プランター栽培では、土の表面が乾いたらたっぷりと与える習慣をつけましょう。特に晴天続きの日は毎日水やりが必要になることもあります。

💧 4月の水やり3つのルール

  • 朝のうちに(気温が上がる前に)与える
  • 受け皿に水をためない(根腐れの原因になる)
  • 土が乾いたらたっぷり、が基本。「少しずつ毎日」はNG

地植えの場合は、晴天が1週間以上続いたときだけ補水する程度でOKです。プランター栽培のほうが乾燥しやすいので、特に注意してあげてください。

やること⑤ 病害虫・鳥対策を始める

4月から増える害虫と対策

暖かくなるにつれて、アブラムシやハダニが増えてきます。特に新芽の先端や葉の裏に集まりやすいので、週1回の葉の裏チェックを習慣にしてください。

見つけたら、水で洗い流すか、食用植物にも使える「アーリーセーフ」「粘着くん」などの農薬(安全性の高いもの)を使って早めに対処します。放置すると株全体に広がり、実がつかなくなることもあります。

鳥よけは実が赤くなる前から

「赤くなってから対策すればいい」と思っていませんか?実は鳥は、実が赤くなる前から狙いを定めています。小さな緑の実がついてきたタイミングでネットをかけるのがベストです。

私の農園でも、ネットを張るのが1日遅れただけでヒヨドリに食べられた経験があります。家庭菜園では不織布や市販の防鳥ネットで株全体を覆っておくと安心です。
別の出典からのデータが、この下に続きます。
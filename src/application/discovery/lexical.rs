use super::rank;
use crate::application::catalog::{ToolCatalog, index_text};
use regex::RegexBuilder;
use std::collections::{HashMap, HashSet};
use tracing::debug;

// Okapi BM25 constants: term-frequency saturation and length normalization.
const BM25_K1: f32 = 1.2;
const BM25_B: f32 = 0.75;

struct IndexedDoc {
    id: String,
    text: String,
    len: usize,
}

/// Term index over descriptor text. Supports a regex/substring mode and a
/// BM25-ranked relevance mode over the same postings.
pub struct LexicalIndex {
    docs: Vec<IndexedDoc>,
    postings: HashMap<String, Vec<(usize, u32)>>,
    avg_len: f32,
}

/// Case-insensitive split on non-alphanumeric boundaries.
pub(crate) fn tokenize(text: &str) -> Vec<String> {
    text.to_lowercase()
        .split(|c: char| !c.is_alphanumeric())
        .filter(|token| !token.is_empty())
        .map(str::to_string)
        .collect()
}

impl LexicalIndex {
    pub fn build(catalog: &ToolCatalog) -> Self {
        let mut docs = Vec::with_capacity(catalog.len());
        let mut postings: HashMap<String, Vec<(usize, u32)>> = HashMap::new();
        let mut total_len = 0usize;

        for tool in catalog.iter() {
            let text = index_text(tool).to_lowercase();
            let tokens = tokenize(&text);
            let doc_index = docs.len();
            total_len += tokens.len();

            let mut frequencies: HashMap<String, u32> = HashMap::new();
            for token in &tokens {
                *frequencies.entry(token.clone()).or_default() += 1;
            }
            for (term, tf) in frequencies {
                postings.entry(term).or_default().push((doc_index, tf));
            }

            docs.push(IndexedDoc {
                id: tool.id.clone(),
                len: tokens.len(),
                text,
            });
        }

        let avg_len = if docs.is_empty() {
            0.0
        } else {
            total_len as f32 / docs.len() as f32
        };
        debug!(
            docs = docs.len(),
            terms = postings.len(),
            "Lexical index built"
        );
        Self {
            docs,
            postings,
            avg_len,
        }
    }

    /// Pattern mode: `query` is compiled as a case-insensitive regex; if it
    /// is not a valid pattern it degrades to a set of literal terms. Matching
    /// descriptors are ordered by distinct matching terms descending, then
    /// id ascending, capped at `k`.
    pub fn query_pattern(&self, query: &str, k: usize) -> Vec<(String, f32)> {
        if query.trim().is_empty() || k == 0 {
            return Vec::new();
        }

        let mut scored = Vec::new();
        match RegexBuilder::new(query).case_insensitive(true).build() {
            Ok(pattern) => {
                for doc in &self.docs {
                    let distinct: HashSet<&str> = pattern
                        .find_iter(&doc.text)
                        .map(|found| found.as_str())
                        .collect();
                    if !distinct.is_empty() {
                        scored.push((doc.id.clone(), distinct.len() as f32));
                    }
                }
            }
            Err(_) => {
                debug!(query, "Query is not a valid pattern; matching literal terms");
                let terms: HashSet<String> = tokenize(query).into_iter().collect();
                if terms.is_empty() {
                    return Vec::new();
                }
                for doc in &self.docs {
                    let matched = terms
                        .iter()
                        .filter(|term| doc.text.contains(term.as_str()))
                        .count();
                    if matched > 0 {
                        scored.push((doc.id.clone(), matched as f32));
                    }
                }
            }
        }

        rank(scored, k)
    }

    /// Ranked relevance mode: BM25 over the query terms. Unknown terms
    /// contribute nothing; a query matching no descriptor yields an empty
    /// list, never the whole catalog.
    pub fn query_ranked(&self, query: &str, k: usize) -> Vec<(String, f32)> {
        if k == 0 {
            return Vec::new();
        }
        let terms: HashSet<String> = tokenize(query).into_iter().collect();
        if terms.is_empty() {
            return Vec::new();
        }

        let doc_count = self.docs.len() as f32;
        let mut scores: HashMap<usize, f32> = HashMap::new();
        for term in &terms {
            let Some(entries) = self.postings.get(term) else {
                continue;
            };
            let df = entries.len() as f32;
            let idf = (1.0 + (doc_count - df + 0.5) / (df + 0.5)).ln();
            for (doc_index, tf) in entries {
                let doc = &self.docs[*doc_index];
                let tf = *tf as f32;
                let norm = 1.0 - BM25_B + BM25_B * doc.len as f32 / self.avg_len;
                let contribution = idf * tf * (BM25_K1 + 1.0) / (tf + BM25_K1 * norm);
                *scores.entry(*doc_index).or_default() += contribution;
            }
        }

        let scored = scores
            .into_iter()
            .map(|(doc_index, score)| (self.docs[doc_index].id.clone(), score))
            .collect();
        rank(scored, k)
    }
}

#[cfg(test)]
mod tests {
    use super::*;
    use crate::application::catalog::descriptor;

    fn sample_index() -> LexicalIndex {
        let catalog = ToolCatalog::new(vec![
            descriptor(
                "convert_currency",
                "Convert an amount from one currency to another using exchange rates",
                false,
            ),
            descriptor("get_weather", "Get the current weather in a given location", false),
            descriptor(
                "get_forecast",
                "Get the weather forecast for multiple days ahead",
                false,
            ),
        ])
        .expect("catalog builds");
        LexicalIndex::build(&catalog)
    }

    #[test]
    fn tokenizes_on_non_alphanumeric_boundaries() {
        assert_eq!(
            tokenize("Get the weather, e.g. San-Francisco!"),
            vec!["get", "the", "weather", "e", "g", "san", "francisco"]
        );
    }

    #[test]
    fn ranked_query_prefers_matching_descriptor() {
        let index = sample_index();
        let hits = index.query_ranked("currency exchange", 5);
        assert_eq!(hits[0].0, "convert_currency");
    }

    #[test]
    fn ranked_query_is_idempotent() {
        let index = sample_index();
        let first = index.query_ranked("weather forecast", 5);
        let second = index.query_ranked("weather forecast", 5);
        let first_ids: Vec<_> = first.iter().map(|(id, _)| id.clone()).collect();
        let second_ids: Vec<_> = second.iter().map(|(id, _)| id.clone()).collect();
        assert_eq!(first_ids, second_ids);
    }

    #[test]
    fn empty_or_unknown_queries_return_nothing() {
        let index = sample_index();
        assert!(index.query_ranked("", 5).is_empty());
        assert!(index.query_ranked("zzzzz", 5).is_empty());
        assert!(index.query_pattern("", 5).is_empty());
        assert!(index.query_pattern("zzzzz", 5).is_empty());
    }

    #[test]
    fn pattern_query_matches_regex() {
        let index = sample_index();
        let hits = index.query_pattern("weather|forecast", 5);
        let ids: Vec<_> = hits.iter().map(|(id, _)| id.as_str()).collect();
        assert!(ids.contains(&"get_weather"));
        assert!(ids.contains(&"get_forecast"));
        assert!(!ids.contains(&"convert_currency"));
        // Both terms match get_forecast, only one matches get_weather.
        assert_eq!(hits[0].0, "get_forecast");
    }

    #[test]
    fn invalid_pattern_falls_back_to_literal_terms() {
        let index = sample_index();
        let hits = index.query_pattern("currency(", 5);
        assert_eq!(hits.len(), 1);
        assert_eq!(hits[0].0, "convert_currency");
    }

    #[test]
    fn results_are_capped_at_k() {
        let index = sample_index();
        let hits = index.query_ranked("get weather forecast currency", 1);
        assert_eq!(hits.len(), 1);
    }
}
まとめ|4月のいちごは「手をかけた分だけ返ってくる」

4月にやるべき5つのポイントをまとめます。

No. やること ひとことポイント
人工授粉 筆で花を2〜3日なでる
ランナー処理 週1〜2回、見つけたら即カット
追肥ストップ 肥料は3月末で終了が基本
水やりを増やす 土が乾いたらたっぷりと、朝に
病害虫・鳥対策 緑の実がついたらネットを張る

いちごは「ほったらかしでもなる果物」と思われがちですが、4月の管理を丁寧にやるかどうかで、収穫量も甘さもまったく変わります。

今年こそ「大粒で甘いいちご」を収穫したいなら、この5つを今日から始めてみてください。手をかけた分だけ、ちゃんと返ってきます。それがいちご栽培の醍醐味だと、私は毎年実感しています。